Scientists have identified the ancient hominin species that gave early humans genital herpes two million years ago.

Parathropus boisei was a heavyset human-like species that walked on two legs with a smallish brain and dish-like face.

It likely contracted the virus after eating infected ancestral chimpanzees, and then passed the pathogen onto us when hunted by Homo erectus for food.

Close contact between P. boisei and our ancestor Homo erectus would have been fairly common around sources of water, such as Kenya's Lake Turkana, the researchers found.

This provided the opportunity for the genital herpes virus to shift onto our bloodline.

"Once this virus gains entry to a species it stays, easily transferred from mother to baby, as well as through blood, saliva and sex," said study coauthor Dr Charlotte Houldcroft, from the University of Cambridge.

"The genital herpes virus would have crept across Africa the way it creeps down nerve endings in our sex organs - slowly but surely."

Somewhere between three and 1.4 million years ago, genital herpes jumped the species barrier from African apes into human ancestors.

Scientists have previously speculated that the virus made the leap via an intermediate hominin species unrelated to humans.

Now, a team of scientists from Cambridge and Oxford Brookes universities have found that Parathropus boisei is to blame.

They suggest P. boisei most likely contracted the virus while eating ancestral chimp meat in an area where the African Savannah met surrounding forest.

The infection, which at the time came through the mouth rather than the genitals, probably seeped in via bites or open sores.

Hominins infected with cold sores may have initially been protected from this virus, known as HSV2.

But it quickly "adapted to a different mucosal niche' to survive, the scientists said.

That mucosal niche was found in the genitals, causing the virus to move away from mouth-based infections toward the STI we know today.
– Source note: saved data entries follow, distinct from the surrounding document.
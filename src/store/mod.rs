//! Parameter store client seam (SSM and in-memory implementations)

use crate::domain::{Parameter, PathSpec, TagFilter};
use crate::error::StoreError;
use async_trait::async_trait;

pub mod memory;
pub mod ssm;

pub use memory::MemoryStore;
pub use ssm::SsmStore;

/// Hard limit on names per `get_by_names` call imposed by the store.
pub const GET_PARAMETERS_BATCH_LIMIT: usize = 10;

/// One page of results plus the continuation token, if any.
#[derive(Debug, Clone, PartialEq, Eq)]
pub struct Page<T> {
    pub items: Vec<T>,
    pub next_token: Option<String>,
}

impl<T> Page<T> {
    pub fn new(items: Vec<T>, next_token: Option<String>) -> Self {
        // An empty token means the same as no token.
        let next_token = next_token.filter(|t| !t.is_empty());
        Self { items, next_token }
    }

    pub fn last(items: Vec<T>) -> Self {
        Self { items, next_token: None }
    }
}

/// Result of a batch lookup: parameters that resolved and names that did not.
#[derive(Debug, Clone, Default, PartialEq, Eq)]
pub struct Resolved {
    pub parameters: Vec<Parameter>,
    pub invalid: Vec<String>,
}

/// The four logical operations the fetch layer needs from a parameter store.
///
/// Implementations issue exactly one request per call and never retry; retry
/// policy belongs to [`crate::fetch::retry::Retrier`].
#[async_trait]
pub trait ParameterStore: Send + Sync {
    /// List parameters recursively under `path`, decrypted.
    async fn list_by_path(
        &self,
        path: &PathSpec,
        next_token: Option<String>,
    ) -> Result<Page<Parameter>, StoreError>;

    /// Names of parameters carrying every tag in `filters`.
    async fn describe_by_tags(
        &self,
        filters: &[TagFilter],
        next_token: Option<String>,
    ) -> Result<Page<String>, StoreError>;

    /// Decrypted parameters for at most [`GET_PARAMETERS_BATCH_LIMIT`] names.
    async fn get_by_names(&self, names: &[String]) -> Result<Resolved, StoreError>;
}
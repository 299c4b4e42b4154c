//! Update decision engine for a client connected to several clusters.
//!
//! This crate turns the version requirements of every connected cluster into
//! one authoritative auto-update decision and drives the resulting
//! download/verify/install lifecycle:
//! - Concurrent, timeout-bounded probing of cluster version requirements.
//! - The pure compatibility resolver that produces an `AutoUpdatesStatus`.
//! - The persisted managing-cluster override and its lifecycle invalidation.
//! - The update lifecycle controller and its event stream.
//! - A reference HTTP updater provider with SHA-512 verification.

pub mod controller;
pub mod env;
pub mod probe;
pub mod provider;
pub mod registry;
pub mod resolver;

pub use controller::{ControllerConfig, ControllerError, UpdateController, UpdateControllerHandle};
pub use env::{EnvOverrideSource, EnvVersionOverride, TOOLS_VERSION_ENV_VAR};
pub use probe::ClusterVersionProbe;
pub use provider::HttpUpdaterProvider;
pub use registry::{ManagingClusterRegistry, RegistryError};
pub use resolver::resolve;
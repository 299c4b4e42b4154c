//! Update lifecycle controller.
//!
//! A single actor task owns all mutable update state (the current phase, the
//! managing-cluster registry, the latest resolution) and consumes commands and
//! download events from one channel in arrival order. Subscribers receive
//! immutable `AppUpdateEvent` snapshots over a watch channel; nothing outside
//! the actor ever holds the state by reference.

use std::sync::Arc;
use std::time::Duration;

use log::{debug, info, warn};
use semver::Version;
use thiserror::Error;
use tokio::sync::{mpsc, oneshot, watch};
use tokio_util::sync::CancellationToken;

use berth_backend::{
    AppUpdateEvent, AutoUpdatesStatus, ClusterUri, ClusterVersionSource, DownloadProgress,
    DownloadedUpdate, ProviderError, UpdateInfo, UpdateKind, UpdaterProvider,
};

use crate::env::EnvOverrideSource;
use crate::probe::ClusterVersionProbe;
use crate::registry::ManagingClusterRegistry;
use crate::resolver;

const REQUEST_CHANNEL_CAPACITY: usize = 64;
const PROGRESS_CHANNEL_CAPACITY: usize = 32;
const DEFAULT_PER_CLUSTER_TIMEOUT: Duration = Duration::from_secs(10);

#[derive(Debug, Error)]
pub enum ControllerError {
    #[error("update controller task is no longer running")]
    Closed,
    #[error("no downloaded update is ready to install")]
    NothingToInstall,
    #[error(transparent)]
    Provider(ProviderError),
}

#[derive(Debug, Clone)]
pub struct ControllerConfig {
    /// The tools version this client is currently running.
    pub current_version: Version,
    pub per_cluster_timeout: Duration,
    pub env_override: EnvOverrideSource,
}

impl ControllerConfig {
    #[must_use]
    pub fn new(current_version: Version) -> Self {
        Self {
            current_version,
            per_cluster_timeout: DEFAULT_PER_CLUSTER_TIMEOUT,
            env_override: EnvOverrideSource::Process,
        }
    }
}

enum Request {
    Check {
        reply: oneshot::Sender<AutoUpdatesStatus>,
    },
    Download {
        reply: oneshot::Sender<bool>,
    },
    CancelDownload {
        reply: oneshot::Sender<bool>,
    },
    QuitAndInstall {
        reply: oneshot::Sender<Result<(), ControllerError>>,
    },
    ChangeManagingCluster {
        uri: Option<ClusterUri>,
        reply: oneshot::Sender<AutoUpdatesStatus>,
    },
    ClusterLoggedOut {
        uri: ClusterUri,
        reply: oneshot::Sender<AutoUpdatesStatus>,
    },
    CheckFinished {
        generation: u64,
        outcome: CheckOutcome,
    },
    DownloadEvent {
        attempt: u64,
        event: DownloadEvent,
    },
}

enum CheckOutcome {
    NoUpdate {
        status: AutoUpdatesStatus,
    },
    UpdateFound {
        status: AutoUpdatesStatus,
        update: UpdateInfo,
    },
    ProviderFailed {
        status: AutoUpdatesStatus,
        message: String,
    },
}

enum DownloadEvent {
    Progress(DownloadProgress),
    Finished(Result<DownloadedUpdate, ProviderError>),
}

enum Phase {
    Idle,
    Checking,
    UpToDate,
    Available {
        status: AutoUpdatesStatus,
        update: UpdateInfo,
    },
    Downloading {
        status: AutoUpdatesStatus,
        update: UpdateInfo,
        attempt: u64,
        cancel: CancellationToken,
    },
    Downloaded {
        downloaded: DownloadedUpdate,
    },
    Failed,
}

/// Cheaply cloneable command surface of the controller.
#[derive(Clone)]
pub struct UpdateControllerHandle {
    requests: mpsc::Sender<Request>,
    events: watch::Receiver<AppUpdateEvent>,
}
The appearance of Homo erectus around two million years ago was accompanied by evidence of hunting and butchery.

Once again, consuming 'infected material' would have transmitted the virus - only this time it was P. boisei being devoured.

"Herpes infect everything from humans to coral, with each species having its own specific set of viruses," said Dr Houldcroft.
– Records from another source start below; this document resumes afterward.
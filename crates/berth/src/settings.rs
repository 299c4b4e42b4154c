use serde::{Deserialize, Serialize};

use berth_platform::AppPaths;

#[derive(Debug, Clone, Serialize, Deserialize)]
pub struct AppSettings {
    #[serde(default)]
    pub debug_logging: bool,

    #[serde(default = "default_probe_timeout")]
    pub probe_timeout_secs: u64,

    #[serde(default = "default_manifest_base_url")]
    pub update_manifest_base_url: String,

    /// Hosts the user may download update artifacts from. Checked before an
    /// explicit download starts.
    #[serde(default = "default_download_hosts")]
    pub known_download_hosts: Vec<String>,

    #[serde(default = "default_max_log_size_bytes")]
    pub max_log_size_bytes: u64,
}

fn default_probe_timeout() -> u64 {
    10
}

fn default_manifest_base_url() -> String {
    "https://cdn.berth.dev/tools".to_string()
}

fn default_download_hosts() -> Vec<String> {
    vec!["cdn.berth.dev".to_string()]
}

fn default_max_log_size_bytes() -> u64 {
    5 * 1024 * 1024
}

impl Default for AppSettings {
    fn default() -> Self {
        Self {
            debug_logging: false,
            probe_timeout_secs: default_probe_timeout(),
            update_manifest_base_url: default_manifest_base_url(),
            known_download_hosts: default_download_hosts(),
            max_log_size_bytes: default_max_log_size_bytes(),
        }
    }
}

impl AppSettings {
    pub fn load() -> Self {
        let Ok(paths) = AppPaths::new() else {
            return Self::default();
        };
        let settings_path = paths.settings_file();

        if settings_path.exists() {
            match std::fs::read_to_string(&settings_path) {
                Ok(content) => serde_json::from_str(&content).unwrap_or_default(),
                Err(_) => Self::default(),
            }
        } else {
            Self::default()
        }
    }

    /// # Errors
    /// Returns an error when the settings file cannot be written.
    pub fn save(&self) -> Result<(), std::io::Error> {
        let paths = AppPaths::new().map_err(std::io::Error::other)?;
        paths.ensure_dirs()?;

        let content = serde_json::to_string_pretty(self)?;
        std::fs::write(paths.settings_file(), content)?;
        Ok(())
    }

    #[must_use]
    pub fn trusts_download_host(&self, host: &str) -> bool {
        self.known_download_hosts
            .iter()
            .any(|known| known.eq_ignore_ascii_case(host))
    }
}

#[cfg(test)]
mod tests {
    use serde_json::json;

    use super::AppSettings;

    #[test]
    fn defaults_cover_every_field() {
        let settings = AppSettings::default();

        assert!(!settings.debug_logging);
        assert_eq!(settings.probe_timeout_secs, 10);
        assert_eq!(settings.update_manifest_base_url, "https://cdn.berth.dev/tools");
        assert_eq!(settings.known_download_hosts, vec!["cdn.berth.dev"]);
        assert_eq!(settings.max_log_size_bytes, 5 * 1024 * 1024);
    }

    #[test]
    fn partial_settings_file_fills_in_defaults() {
        let value = json!({ "debug_logging": true });

        let settings: AppSettings =
            serde_json::from_value(value).expect("settings JSON should deserialize");

        assert!(settings.debug_logging);
        assert_eq!(settings.probe_timeout_secs, 10);
        assert_eq!(settings.known_download_hosts, vec!["cdn.berth.dev"]);
    }

    #[test]
    fn download_host_trust_is_case_insensitive() {
        let settings = AppSettings {
            known_download_hosts: vec!["CDN.Berth.dev".to_string()],
            ..AppSettings::default()
        };

        assert!(settings.trusts_download_host("cdn.berth.dev"));
        assert!(!settings.trusts_download_host("evil.example.com"));
    }
}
"For these viruses to jump species barriers they need a lucky genetic mutation combined with significant fluid exchange.

"In the case of early hominins, this means through consumption or intercourse - or possibly both."
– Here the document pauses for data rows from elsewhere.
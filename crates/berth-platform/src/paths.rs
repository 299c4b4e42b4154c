use std::path::PathBuf;
use thiserror::Error;

#[derive(Debug, Clone, Copy, PartialEq, Eq, Error)]
pub enum AppPathsError {
    #[error("Could not determine home directory")]
    HomeDirUnavailable,
    #[error("Could not determine config directory")]
    ConfigDirUnavailable,
    #[error("Could not determine cache directory")]
    CacheDirUnavailable,
    #[error("Could not determine data directory")]
    DataDirUnavailable,
}

pub struct AppPaths {
    pub config_dir: PathBuf,
    pub cache_dir: PathBuf,
    pub data_dir: PathBuf,
}

impl AppPaths {
    /// Build application paths for the current platform.
    ///
    /// # Errors
    /// Returns an error when a required base directory (for example the user
    /// home/config/cache/data directory) cannot be determined.
    pub fn new() -> Result<Self, AppPathsError> {
        #[cfg(target_os = "macos")]
        {
            let home = dirs::home_dir().ok_or(AppPathsError::HomeDirUnavailable)?;
            Ok(Self {
                config_dir: home.join("Library/Application Support/berth"),
                cache_dir: home.join("Library/Caches/berth"),
                data_dir: home.join("Library/Application Support/berth"),
            })
        }

        #[cfg(not(target_os = "macos"))]
        {
            Ok(Self {
                config_dir: dirs::config_dir()
                    .ok_or(AppPathsError::ConfigDirUnavailable)?
                    .join("berth"),
                cache_dir: dirs::cache_dir()
                    .ok_or(AppPathsError::CacheDirUnavailable)?
                    .join("berth"),
                data_dir: dirs::data_dir()
                    .ok_or(AppPathsError::DataDirUnavailable)?
                    .join("berth"),
            })
        }
    }

    #[must_use]
    pub fn settings_file(&self) -> PathBuf {
        self.config_dir.join("settings.json")
    }

    /// Persisted managing-cluster override. Lives next to the settings file
    /// but is keyed and written independently of it.
    #[must_use]
    pub fn managing_cluster_file(&self) -> PathBuf {
        self.config_dir.join("managing_cluster.json")
    }

    #[must_use]
    pub fn update_cache_dir(&self) -> PathBuf {
        self.cache_dir.join("updates")
    }

    #[must_use]
    pub fn log_file(&self) -> PathBuf {
        self.data_dir.join("debug.log")
    }

    /// Ensure all application directories exist on disk.
    ///
    /// # Errors
    /// Returns an error if any directory cannot be created.
    pub fn ensure_dirs(&self) -> std::io::Result<()> {
        std::fs::create_dir_all(&self.config_dir)?;
        std::fs::create_dir_all(&self.cache_dir)?;
        std::fs::create_dir_all(&self.data_dir)?;
        Ok(())
    }
}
Dr Houldcroft and her team used data ranging from fossil finds to herpes DNA and ancient African climates to come to their conclusion.

They input this data into a computer programme that modelled HSV2 transmission probabilities for the hominin species that roamed Africa three million years ago.

The researchers found the species with the highest transmission probability was Parathropus boisei - a genetic fit virally who was found in the right places to be the herpes intermediary.

"By modelling the available data, from fossil records to viral genetics, we believe that Parathropus boisei was the species in the right place at the right time to both contract HSV2 from ancestral chimpanzees, and transmit it to our earliest ancestors, probably Homo erectus."